*** Records supplied
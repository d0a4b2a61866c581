//! Remote transport contract.
//!
//! The engine consumes a thin request/response client to reach the remote
//! store. Implementations never return `Err`: every failure is folded into a
//! response with `success == false` and a message, which the orchestrator
//! records and moves past.

use async_trait::async_trait;
use serde::{Deserialize, Serialize};

/// A record in wire form: a flat JSON object with `id` and `updatedAt`.
pub type WireRecord = serde_json::Map<String, serde_json::Value>;

/// Response to [`RemoteTransport::pull`].
#[derive(Debug, Clone, Default, PartialEq, Serialize, Deserialize)]
pub struct PullResponse {
    pub success: bool,
    #[serde(default, skip_serializing_if = "Option::is_none")]
    pub data: Option<Vec<serde_json::Value>>,
    #[serde(default, skip_serializing_if = "Option::is_none")]
    pub error: Option<String>,
}

impl PullResponse {
    /// A successful pull.
    #[must_use]
    pub fn ok(data: Vec<serde_json::Value>) -> Self {
        Self {
            success: true,
            data: Some(data),
            error: None,
        }
    }

    /// A failed pull.
    #[must_use]
    pub fn failed(error: impl Into<String>) -> Self {
        Self {
            success: false,
            data: None,
            error: Some(error.into()),
        }
    }
}

/// Response to [`RemoteTransport::push_batch`] and [`RemoteTransport::upsert_one`].
#[derive(Debug, Clone, Default, PartialEq, Eq, Serialize, Deserialize)]
pub struct PushResponse {
    pub success: bool,
    #[serde(default, skip_serializing_if = "Option::is_none")]
    pub error: Option<String>,
}

impl PushResponse {
    /// A successful write.
    #[must_use]
    pub fn ok() -> Self {
        Self {
            success: true,
            error: None,
        }
    }

    /// A failed write.
    #[must_use]
    pub fn failed(error: impl Into<String>) -> Self {
        Self {
            success: false,
            error: Some(error.into()),
        }
    }
}

/// Response to [`RemoteTransport::health_check`].
#[derive(Debug, Clone, Default, PartialEq, Eq, Serialize, Deserialize)]
pub struct HealthStatus {
    pub healthy: bool,
    #[serde(default, skip_serializing_if = "Option::is_none")]
    pub provider: Option<String>,
}

/// Client for the remote store.
#[async_trait]
pub trait RemoteTransport: Send + Sync {
    /// Fetches every record of a remote table.
    async fn pull(&self, table: &str) -> PullResponse;

    /// Writes a batch of records to a remote table.
    async fn push_batch(&self, table: &str, records: &[WireRecord]) -> PushResponse;

    /// Writes a single record, out of band.
    async fn upsert_one(&self, table: &str, record: &WireRecord) -> PushResponse;

    /// Probes the remote store.
    async fn health_check(&self) -> HealthStatus;
}

/// An in-memory remote store for testing.
pub mod mock {
    use super::*;
    use std::collections::{BTreeMap, HashMap};
    use std::sync::atomic::{AtomicBool, Ordering};
    use std::sync::Mutex;
    use std::time::Duration;

    #[derive(Default)]
    struct Inner {
        tables: HashMap<String, BTreeMap<String, WireRecord>>,
        pull_calls: Vec<String>,
        batch_calls: Vec<(String, usize)>,
        upsert_calls: Vec<String>,
        pull_failures: HashMap<String, String>,
        push_failures: HashMap<String, String>,
        failing_batches: HashMap<String, Vec<usize>>,
        pull_delay: Option<Duration>,
    }

    /// Remote store kept in memory, with call recording and failure
    /// injection.
    pub struct MemoryRemote {
        inner: Mutex<Inner>,
        healthy: AtomicBool,
    }

    impl Default for MemoryRemote {
        fn default() -> Self {
            Self::new()
        }
    }

    impl MemoryRemote {
        /// Creates an empty, healthy remote.
        pub fn new() -> Self {
            Self {
                inner: Mutex::new(Inner::default()),
                healthy: AtomicBool::new(true),
            }
        }

        fn lock(&self) -> std::sync::MutexGuard<'_, Inner> {
            self.inner.lock().unwrap_or_else(|p| p.into_inner())
        }

        /// Stores raw wire objects in a remote table. Objects without a
        /// string `id` are stored under a synthetic key so malformed payloads
        /// can be served back.
        pub fn seed(&self, table: &str, records: Vec<serde_json::Value>) {
            let mut inner = self.lock();
            let rows = inner.tables.entry(table.to_string()).or_default();
            for (n, value) in records.into_iter().enumerate() {
                let key = value
                    .get("id")
                    .and_then(|v| v.as_str())
                    .map(str::to_string)
                    .unwrap_or_else(|| format!("__malformed_{n}"));
                let object = match value {
                    serde_json::Value::Object(map) => map,
                    other => {
                        let mut map = WireRecord::new();
                        map.insert("__raw".into(), other);
                        map
                    }
                };
                rows.insert(key, object);
            }
        }

        /// All records of a remote table.
        pub fn records(&self, table: &str) -> Vec<WireRecord> {
            self.lock()
                .tables
                .get(table)
                .map(|rows| rows.values().cloned().collect())
                .unwrap_or_default()
        }

        /// One record of a remote table.
        pub fn get(&self, table: &str, id: &str) -> Option<WireRecord> {
            self.lock().tables.get(table).and_then(|rows| rows.get(id).cloned())
        }

        /// Makes every pull of `table` fail with `error`.
        pub fn fail_pull(&self, table: &str, error: &str) {
            self.lock().pull_failures.insert(table.into(), error.into());
        }

        /// Makes every push (batch or single) to `table` fail with `error`.
        pub fn fail_push(&self, table: &str, error: &str) {
            self.lock().push_failures.insert(table.into(), error.into());
        }

        /// Makes the `n`-th batch call (0-based, counted per table) fail.
        pub fn fail_nth_batch(&self, table: &str, n: usize) {
            self.lock().failing_batches.entry(table.into()).or_default().push(n);
        }

        /// Clears every injected failure.
        pub fn heal(&self) {
            let mut inner = self.lock();
            inner.pull_failures.clear();
            inner.push_failures.clear();
            inner.failing_batches.clear();
        }

        /// Sets the health-check result.
        pub fn set_healthy(&self, healthy: bool) {
            self.healthy.store(healthy, Ordering::SeqCst);
        }

        /// Delays every pull, to keep a pass in flight.
        pub fn set_pull_delay(&self, delay: Option<Duration>) {
            self.lock().pull_delay = delay;
        }

        /// Tables pulled, in call order.
        pub fn pull_calls(&self) -> Vec<String> {
            self.lock().pull_calls.clone()
        }

        /// Sizes of every batch sent to `table`, in call order.
        pub fn batch_sizes(&self, table: &str) -> Vec<usize> {
            self.lock()
                .batch_calls
                .iter()
                .filter(|(t, _)| t == table)
                .map(|(_, n)| *n)
                .collect()
        }

        /// Total batch calls across tables.
        pub fn batch_call_count(&self) -> usize {
            self.lock().batch_calls.len()
        }

        /// Tables that received single-record upserts, in call order.
        pub fn upsert_calls(&self) -> Vec<String> {
            self.lock().upsert_calls.clone()
        }

        fn store(inner: &mut Inner, table: &str, record: &WireRecord) {
            if let Some(id) = record.get("id").and_then(|v| v.as_str()) {
                inner
                    .tables
                    .entry(table.to_string())
                    .or_default()
                    .insert(id.to_string(), record.clone());
            }
        }
    }

    #[async_trait]
    impl RemoteTransport for MemoryRemote {
        async fn pull(&self, table: &str) -> PullResponse {
            let delay = {
                let mut inner = self.lock();
                inner.pull_calls.push(table.to_string());
                inner.pull_delay
            };
            if let Some(delay) = delay {
                tokio::time::sleep(delay).await;
            }

            let inner = self.lock();
            if let Some(error) = inner.pull_failures.get(table) {
                return PullResponse::failed(error.clone());
            }
            let data = inner
                .tables
                .get(table)
                .map(|rows| {
                    rows.values()
                        .map(|r| match r.get("__raw") {
                            Some(raw) if r.len() == 1 => raw.clone(),
                            _ => serde_json::Value::Object(r.clone()),
                        })
                        .collect()
                })
                .unwrap_or_default();
            PullResponse::ok(data)
        }

        async fn push_batch(&self, table: &str, records: &[WireRecord]) -> PushResponse {
            let mut inner = self.lock();
            let seq = inner.batch_calls.iter().filter(|(t, _)| t == table).count();
            inner.batch_calls.push((table.to_string(), records.len()));

            if let Some(error) = inner.push_failures.get(table) {
                return PushResponse::failed(error.clone());
            }
            if inner
                .failing_batches
                .get(table)
                .is_some_and(|seqs| seqs.contains(&seq))
            {
                return PushResponse::failed(format!("batch {seq} rejected"));
            }
            for record in records {
                Self::store(&mut inner, table, record);
            }
            PushResponse::ok()
        }

        async fn upsert_one(&self, table: &str, record: &WireRecord) -> PushResponse {
            let mut inner = self.lock();
            inner.upsert_calls.push(table.to_string());
            if let Some(error) = inner.push_failures.get(table) {
                return PushResponse::failed(error.clone());
            }
            Self::store(&mut inner, table, record);
            PushResponse::ok()
        }

        async fn health_check(&self) -> HealthStatus {
            HealthStatus {
                healthy: self.healthy.load(Ordering::SeqCst),
                provider: Some("memory".into()),
            }
        }
    }

}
******
[Exercise goal]
Look over the material above and report each line holding "HealthStatus".

[Response to this exercise]
pub struct HealthStatus {
    async fn health_check(&self) -> HealthStatus;
        async fn health_check(&self) -> HealthStatus {
            HealthStatus {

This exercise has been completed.